Hay canciones donde se podría perder la vida,
en una extraña mezcla de accidente y suicidio.
No es que uno lo decida de antemano, o lo vaya buscando; más bien se lo encuentra, un día cualquiera, quizás mientras conduce por una apartada carretera inundada por la lluvia, y de improviso en el reproductor salta Popplagið, de Sigur Rós; o Moya, de Godspeed You! Black Emperor.

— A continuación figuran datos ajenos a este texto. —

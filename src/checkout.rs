//! Checkout
//!
//! The checkout wizard is strictly linear: `Shipping -> Payment ->
//! Confirmation`. Going back just steps the phase; nothing is persisted.
//! Confirmation is only reached through a successful charge and is final.

use std::fmt;

use thiserror::Error;
use tracing::{info, warn};

use crate::{
    cart::{Cart, OwnerId},
    config::PricingConfig,
    pricing::{PricingBreakdown, PricingError, breakdown_for_method},
    shipping::ShippingMethod,
};

/// Errors raised while moving through checkout.
#[derive(Debug, Error, PartialEq)]
pub enum CheckoutError {
    /// Cannot leave the shipping step with nothing to buy.
    #[error("cart is empty")]
    EmptyCart,

    /// The operation is not available in the current phase.
    #[error("operation not allowed during the {0} phase")]
    WrongPhase(CheckoutPhase),

    /// Leaving the payment step requires a successful charge.
    #[error("payment has not been confirmed")]
    PaymentRequired,

    /// Checkout has already been confirmed.
    #[error("checkout already confirmed")]
    AlreadyConfirmed,

    /// The payment collaborator rejected the charge.
    #[error("payment failed: {0}")]
    Payment(#[from] PaymentError),

    /// The total could not be expressed in minor units.
    #[error(transparent)]
    Pricing(#[from] PricingError),
}

/// Active step of the checkout wizard.
#[derive(Debug, Clone, Copy, PartialEq, Eq, Default)]
pub enum CheckoutPhase {
    /// Choosing a shipping method and entering a discount code.
    #[default]
    Shipping,

    /// Reviewing the total and paying.
    Payment,

    /// Order placed.
    Confirmation,
}

impl CheckoutPhase {
    /// Phase after this one, if any.
    pub fn next(self) -> Option<Self> {
        match self {
            Self::Shipping => Some(Self::Payment),
            Self::Payment => Some(Self::Confirmation),
            Self::Confirmation => None,
        }
    }

    /// Phase before this one. The first phase is its own predecessor and
    /// confirmation is final.
    #[must_use]
    pub fn previous(self) -> Self {
        match self {
            Self::Shipping | Self::Payment => Self::Shipping,
            Self::Confirmation => Self::Confirmation,
        }
    }
}

impl fmt::Display for CheckoutPhase {
    fn fmt(&self, f: &mut fmt::Formatter<'_>) -> fmt::Result {
        f.write_str(match self {
            Self::Shipping => "shipping",
            Self::Payment => "payment",
            Self::Confirmation => "confirmation",
        })
    }
}

/// Amount handed to the payment collaborator.
#[derive(Debug, Clone, PartialEq, Eq)]
pub struct PaymentRequest {
    /// Paying user
    pub owner: OwnerId,

    /// Rounded grand total in minor units
    pub amount_minor: i64,

    /// ISO 4217 currency code
    pub currency: &'static str,
}

/// Reference returned by the payment collaborator for a successful charge.
#[derive(Debug, Clone, PartialEq, Eq)]
pub struct PaymentReference(pub String);

/// Error reported by the payment collaborator.
#[derive(Debug, Clone, Error, PartialEq, Eq)]
#[error("{0}")]
pub struct PaymentError(pub String);

/// Payment processor seam. The processor re-validates the amount before
/// money moves.
#[cfg_attr(test, mockall::automock)]
pub trait PaymentGateway {
    /// Charge the request.
    ///
    /// # Errors
    ///
    /// Returns a [`PaymentError`] if the charge is declined or fails.
    fn charge(&self, request: &PaymentRequest) -> Result<PaymentReference, PaymentError>;
}

/// Checkout session for a single cart.
#[derive(Debug, Clone)]
pub struct Checkout<'a> {
    cart: Cart<'a>,
    phase: CheckoutPhase,
    shipping_method: ShippingMethod,
    discount_code: String,
    payment_reference: Option<PaymentReference>,
}

impl<'a> Checkout<'a> {
    /// Start checkout at the shipping step with standard delivery.
    pub fn new(cart: Cart<'a>) -> Self {
        Self {
            cart,
            phase: CheckoutPhase::Shipping,
            shipping_method: ShippingMethod::Standard,
            discount_code: String::new(),
            payment_reference: None,
        }
    }

    /// Cart being checked out.
    pub fn cart(&self) -> &Cart<'a> {
        &self.cart
    }

    /// Active phase.
    pub fn phase(&self) -> CheckoutPhase {
        self.phase
    }

    /// Selected shipping method.
    pub fn shipping_method(&self) -> ShippingMethod {
        self.shipping_method
    }

    /// Discount code as entered.
    pub fn discount_code(&self) -> &str {
        &self.discount_code
    }

    /// Payment reference once confirmed.
    pub fn payment_reference(&self) -> Option<&PaymentReference> {
        self.payment_reference.as_ref()
    }

    /// Select a shipping method from a UI key; unknown keys select standard.
    ///
    /// # Errors
    ///
    /// Returns [`CheckoutError::WrongPhase`] outside the shipping step.
    pub fn set_shipping_method(&mut self, key: &str) -> Result<ShippingMethod, CheckoutError> {
        self.ensure_phase(CheckoutPhase::Shipping)?;

        self.shipping_method = ShippingMethod::from_key_or_default(key);

        Ok(self.shipping_method)
    }

    /// Record a discount code. Unknown codes are kept but apply nothing.
    ///
    /// Returns whether the code matched the allow-list.
    ///
    /// # Errors
    ///
    /// Returns [`CheckoutError::WrongPhase`] outside the shipping step.
    pub fn apply_discount_code(
        &mut self,
        code: &str,
        config: &PricingConfig,
    ) -> Result<bool, CheckoutError> {
        self.ensure_phase(CheckoutPhase::Shipping)?;

        self.discount_code = code.to_string();

        Ok(config.discounts().resolve(code).is_some())
    }

    /// Remove any entered discount code.
    ///
    /// # Errors
    ///
    /// Returns [`CheckoutError::WrongPhase`] outside the shipping step.
    pub fn clear_discount_code(&mut self) -> Result<(), CheckoutError> {
        self.ensure_phase(CheckoutPhase::Shipping)?;

        self.discount_code.clear();

        Ok(())
    }

    /// Price the cart with the current selections.
    pub fn breakdown(&self, config: &PricingConfig) -> PricingBreakdown {
        breakdown_for_method(&self.cart, self.shipping_method, &self.discount_code, config)
    }

    /// Move from shipping to payment. Confirmation is reached through
    /// [`Checkout::confirm`] only.
    ///
    /// # Errors
    ///
    /// - [`CheckoutError::EmptyCart`]: leaving shipping with an empty cart.
    /// - [`CheckoutError::PaymentRequired`]: at the payment step.
    /// - [`CheckoutError::AlreadyConfirmed`]: already at confirmation.
    pub fn advance(&mut self) -> Result<CheckoutPhase, CheckoutError> {
        match self.phase {
            CheckoutPhase::Shipping if self.cart.is_empty() => Err(CheckoutError::EmptyCart),
            CheckoutPhase::Payment => Err(CheckoutError::PaymentRequired),
            phase => {
                let next = phase.next().ok_or(CheckoutError::AlreadyConfirmed)?;

                self.transition(next);

                Ok(next)
            }
        }
    }

    /// Step back one phase; a no-op at the shipping step and once confirmed.
    pub fn back(&mut self) -> CheckoutPhase {
        let previous = self.phase.previous();

        if previous != self.phase {
            info!(owner = %self.cart.owner(), from = %self.phase, to = %previous, "checkout stepped back");
        }

        self.phase = previous;

        previous
    }

    /// Payment request for the rounded total.
    ///
    /// # Errors
    ///
    /// - [`CheckoutError::WrongPhase`]: not at the payment step.
    /// - [`CheckoutError::Pricing`]: the total overflows minor units.
    pub fn payment_request(&self, config: &PricingConfig) -> Result<PaymentRequest, CheckoutError> {
        self.ensure_phase(CheckoutPhase::Payment)?;

        let total = self.breakdown(config).rounded()?.total;

        Ok(PaymentRequest {
            owner: self.cart.owner().clone(),
            amount_minor: total.to_minor_units(),
            currency: self.cart.currency().iso_alpha_code,
        })
    }

    /// Charge the total and move to confirmation. A failed charge leaves the
    /// checkout at the payment step.
    ///
    /// # Errors
    ///
    /// Returns a [`CheckoutError`] if not at the payment step or the charge fails.
    pub fn confirm(
        &mut self,
        gateway: &dyn PaymentGateway,
        config: &PricingConfig,
    ) -> Result<&PaymentReference, CheckoutError> {
        let request = self.payment_request(config)?;

        let reference = gateway.charge(&request).inspect_err(|err| {
            warn!(owner = %request.owner, error = %err, "payment failed");
        })?;

        self.transition(CheckoutPhase::Confirmation);

        Ok(self.payment_reference.insert(reference))
    }

    fn transition(&mut self, next: CheckoutPhase) {
        info!(owner = %self.cart.owner(), from = %self.phase, to = %next, "checkout advanced");

        self.phase = next;
    }

    fn ensure_phase(&self, phase: CheckoutPhase) -> Result<(), CheckoutError> {
        if self.phase == phase {
            Ok(())
        } else {
            Err(CheckoutError::WrongPhase(self.phase))
        }
    }
}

Y la canción progresa, y uno va abandonándose a ella, alimentándola, haciéndola crecer; haciendo que poco a poco engulla el coche, la carretera, el bosque, el cielo, la lluvia, el país, el mundo, todo, y de vuelta, a tí mismo, consumiéndote hasta que ya no hay más tú, sólo una sombre de algo etéreo que pugna por salir de la torpe carcasa en la que se ha convertido tu cuerpo.
En medio de todo ello la idea de, simplemente, soltar el volante y dar el salto definitivo no parece algo descabellado.
Igual que coronar la cima de una montaña, o quedarse flotando en el fondo del Océano, donde la inmensidad diluye tu presencia, tu esencia, hasta hacerte nada.
(Sólo hay un lugar, aquí)
Igual que en ese orgasmo que sacude tu columna vertebral como un latigazo, que congela tu aliento, y con él, el tiempo.
(Sólo hay un momento, ahora)
Así, atravesando esa fina membrana de ilusión, disipando nuestra idea del espacio y del tiempo, nos damos cuenta de que la Muerte no tiene importancia, que siempre ha estado ahí, a un brazo de distancia; que en esos momentos la estamos acariciando con la punta de los dedos, y que sólo hace falta un leve paso, un ligero dejarse ir, para alcanzarla, y así, alzar con ella el vuelo.
¿Qué mejor que morirse, que diluirse, en esa cama, en esos brazos?
A 30 metros de profundidad, a 8000 de altitud.
En el 9'20" de la canción.
Estás allí, en ese momento.
Y el momento es infinito.
Hay música que debería estar prohibida en los coches.